Requirement >> Exactly the lines from the opening of the data through the line containing "use std::sync::Arc;" should be reproduced, please, with nothing added.

[Supplied data Boundary: Start]

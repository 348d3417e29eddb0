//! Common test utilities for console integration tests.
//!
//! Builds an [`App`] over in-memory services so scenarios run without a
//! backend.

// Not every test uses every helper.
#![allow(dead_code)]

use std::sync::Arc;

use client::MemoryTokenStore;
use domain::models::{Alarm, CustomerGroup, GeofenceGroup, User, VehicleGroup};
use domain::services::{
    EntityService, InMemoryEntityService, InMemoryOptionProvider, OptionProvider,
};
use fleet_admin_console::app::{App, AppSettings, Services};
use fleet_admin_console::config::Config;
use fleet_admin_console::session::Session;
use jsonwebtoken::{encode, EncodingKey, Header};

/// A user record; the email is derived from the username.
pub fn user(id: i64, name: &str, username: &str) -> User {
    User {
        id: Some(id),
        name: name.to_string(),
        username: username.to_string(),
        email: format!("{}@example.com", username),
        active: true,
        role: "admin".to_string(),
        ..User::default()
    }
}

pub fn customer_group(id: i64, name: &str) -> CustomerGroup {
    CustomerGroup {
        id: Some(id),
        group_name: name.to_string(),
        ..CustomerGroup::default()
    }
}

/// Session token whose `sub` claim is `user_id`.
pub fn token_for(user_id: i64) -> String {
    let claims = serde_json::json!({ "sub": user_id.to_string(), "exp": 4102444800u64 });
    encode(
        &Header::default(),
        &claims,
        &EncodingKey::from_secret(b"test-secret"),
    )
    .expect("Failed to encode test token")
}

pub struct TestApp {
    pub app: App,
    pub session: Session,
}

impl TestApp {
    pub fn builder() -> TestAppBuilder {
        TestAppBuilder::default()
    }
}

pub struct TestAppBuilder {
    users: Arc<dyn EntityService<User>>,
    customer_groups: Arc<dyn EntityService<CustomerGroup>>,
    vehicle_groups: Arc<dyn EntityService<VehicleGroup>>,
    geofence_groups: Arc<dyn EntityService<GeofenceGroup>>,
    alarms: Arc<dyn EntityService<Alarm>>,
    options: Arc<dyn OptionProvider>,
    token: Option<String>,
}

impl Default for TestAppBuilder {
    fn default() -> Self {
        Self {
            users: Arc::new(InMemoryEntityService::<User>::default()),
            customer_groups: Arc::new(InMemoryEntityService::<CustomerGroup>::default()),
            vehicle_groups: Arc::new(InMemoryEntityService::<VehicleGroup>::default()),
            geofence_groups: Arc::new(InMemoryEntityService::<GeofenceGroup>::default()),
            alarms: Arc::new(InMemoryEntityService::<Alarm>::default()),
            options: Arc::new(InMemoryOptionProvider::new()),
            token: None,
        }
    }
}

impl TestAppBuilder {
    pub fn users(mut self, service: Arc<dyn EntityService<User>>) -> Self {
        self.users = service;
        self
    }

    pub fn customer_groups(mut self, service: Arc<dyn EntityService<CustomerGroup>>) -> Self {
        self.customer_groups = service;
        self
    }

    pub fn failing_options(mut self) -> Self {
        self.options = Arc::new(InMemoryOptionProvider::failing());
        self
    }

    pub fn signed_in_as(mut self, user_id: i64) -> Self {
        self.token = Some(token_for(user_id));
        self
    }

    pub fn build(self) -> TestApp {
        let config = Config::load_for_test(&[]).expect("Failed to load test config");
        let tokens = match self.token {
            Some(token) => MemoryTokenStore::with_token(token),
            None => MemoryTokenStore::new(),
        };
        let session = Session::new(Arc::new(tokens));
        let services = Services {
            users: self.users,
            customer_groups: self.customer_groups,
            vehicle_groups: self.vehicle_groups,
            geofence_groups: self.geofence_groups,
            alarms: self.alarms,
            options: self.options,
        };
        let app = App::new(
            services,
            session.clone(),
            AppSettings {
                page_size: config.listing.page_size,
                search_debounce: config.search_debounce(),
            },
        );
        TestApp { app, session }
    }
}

[Supplied data Boundary: End]

Written solution >>
repository 348d3417e29eddb0
//! Common test utilities for console integration tests.
//!
//! Builds an [`App`] over in-memory services so scenarios run without a
//! backend.

// Not every test uses every helper.
#![allow(dead_code)]

use std::sync::Arc;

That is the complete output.